Há ainda quem defenda que a fadiga cognitiva é uma sensação ilusória gerada pelo cérebro como uma espécie de sistema de alerta. “Algumas teorias influentes propuseram que a fadiga é uma espécie de ilusão inventada pelo cérebro para que paremos o que estamos a fazer e gastemos as nossas energias numa atividade mais gratificante”, explica ao El País, Mathias Pessiglione, colega de Wiehler no hospital universitário parisiense e coautor do estudo. No entanto, acrescenta em nota, as “nossas descobertas mostram que o trabalho cognitivo resulta numa verdadeira alteração funcional, a acumulação de substâncias nocivas, de modo que a fadiga seria um sinal para nos fazer parar de trabalhar, mas com um propósito diferente”.

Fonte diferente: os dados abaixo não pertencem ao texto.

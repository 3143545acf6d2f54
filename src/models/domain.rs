use chrono::{DateTime, Utc};
use serde::{Deserialize, Serialize};
use uuid::Uuid;

/// Which side of the market a posting represents
#[derive(Debug, Clone, Copy, PartialEq, Eq, Hash, Serialize, Deserialize, sqlx::Type)]
#[serde(rename_all = "snake_case")]
#[sqlx(type_name = "job_type", rename_all = "snake_case")]
pub enum JobType {
    /// Employer looking for workers
    SeekingWorker,
    /// Worker looking for jobs
    SeekingWork,
}

impl JobType {
    /// The side a posting of this type gets matched against
    pub fn opposite(self) -> JobType {
        match self {
            JobType::SeekingWorker => JobType::SeekingWork,
            JobType::SeekingWork => JobType::SeekingWorker,
        }
    }
}

/// Trade categories a posting can belong to
#[derive(Debug, Clone, Copy, PartialEq, Eq, Hash, Serialize, Deserialize, sqlx::Type)]
#[serde(rename_all = "snake_case")]
#[sqlx(type_name = "job_category", rename_all = "snake_case")]
pub enum JobCategory {
    Handyman,
    Electrician,
    Plumber,
    Painter,
    Allrounder,
}

impl JobCategory {
    pub const ALL: [JobCategory; 5] = [
        JobCategory::Handyman,
        JobCategory::Electrician,
        JobCategory::Plumber,
        JobCategory::Painter,
        JobCategory::Allrounder,
    ];

    /// Wire value, matching the serde representation
    pub fn value(self) -> &'static str {
        match self {
            JobCategory::Handyman => "handyman",
            JobCategory::Electrician => "electrician",
            JobCategory::Plumber => "plumber",
            JobCategory::Painter => "painter",
            JobCategory::Allrounder => "allrounder",
        }
    }

    /// Human-readable label derived from the wire value
    pub fn label(self) -> String {
        self.value()
            .split('_')
            .map(|word| {
                let mut chars = word.chars();
                match chars.next() {
                    Some(first) => first.to_uppercase().chain(chars).collect::<String>(),
                    None => String::new(),
                }
            })
            .collect::<Vec<_>>()
            .join(" ")
    }
}

/// Self-assessed experience, ordered Beginner < Intermediate < Expert.
/// Serialized as its numeric level (1-3) on the wire and in the database.
#[derive(Debug, Clone, Copy, PartialEq, Eq, PartialOrd, Ord, Serialize, Deserialize)]
#[serde(try_from = "u8", into = "u8")]
pub enum ExperienceLevel {
    Beginner = 1,
    Intermediate = 2,
    Expert = 3,
}

impl TryFrom<u8> for ExperienceLevel {
    type Error = String;

    fn try_from(value: u8) -> Result<Self, Self::Error> {
        match value {
            1 => Ok(ExperienceLevel::Beginner),
            2 => Ok(ExperienceLevel::Intermediate),
            3 => Ok(ExperienceLevel::Expert),
            other => Err(format!("invalid experience level: {}", other)),
        }
    }
}

impl From<ExperienceLevel> for u8 {
    fn from(value: ExperienceLevel) -> Self {
        value as u8
    }
}

/// A single employer-or-worker listing
#[derive(Debug, Clone, Serialize, Deserialize)]
pub struct JobPosting {
    pub id: Uuid,
    pub job_type: JobType,
    pub category: JobCategory,
    pub name: String,
    pub phone: String,
    pub hourly_rate: f64,
    pub experience_level: ExperienceLevel,
    pub description: String,
    pub location: String,
    pub created_at: DateTime<Utc>,
    pub is_active: bool,
}

/// Per-pair record of expressed interest between an employer posting and a
/// worker posting. `employer_job_id` always refers to a seeking_worker
/// posting and `worker_job_id` to a seeking_work posting, regardless of
/// which side acted first.
#[derive(Debug, Clone, Serialize, Deserialize)]
pub struct InterestRelation {
    pub id: Uuid,
    pub employer_job_id: Uuid,
    pub worker_job_id: Uuid,
    pub employer_interested: bool,
    pub worker_interested: bool,
    pub is_matched: bool,
    pub created_at: DateTime<Utc>,
    pub matched_at: Option<DateTime<Utc>>,
}

/// A confirmed match enriched with both sides' posting details
#[derive(Debug, Clone, Serialize, Deserialize)]
pub struct EnrichedMatch {
    pub match_id: Uuid,
    pub matched_at: DateTime<Utc>,
    pub employer: JobPosting,
    pub worker: JobPosting,
}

O glutamato também já foi identificado como um dos responsáveis pelos danos cerebrais após um acidente vascular cerebral, sendo associado, inclusive a uma fadiga cognitiva que surge, por vezes, como sintoma. “Só de pensar que tens de descer para comprar pão, não é que estejas sem fôlego para fazê-lo, mas apenas considerando o ato motor, já estás cansado. Isso tem muito a ver com aquelas áreas do cérebro onde as ações são planeadas e também com a necessidade de toda a transmissão glutamatérgica funcionar bem para que sejam ativadas”, explica Tomás Segura, chefe do serviço de neurologia do Hospital Universitário de Albacete, também em resposta ao El País. “O glutamato, que é um dos vilões indicado na geração de dano cerebral no acidente vascular cerebral, também está implicado, neste caso pela sua falta, em certas doenças neurodegenerativas e também na explicação da chamada fadiga neurológica”, acrescenta.
Poder associar a fadiga mental a alterações concretas no cérebro poderá ser uma forma de evitar algumas situações de fadiga mental, nomeadamente no local de trabalho, no entanto, até o estudo ser revisto por vários outros neurocientistas, a investigação mantém-se apenas uma hipótese.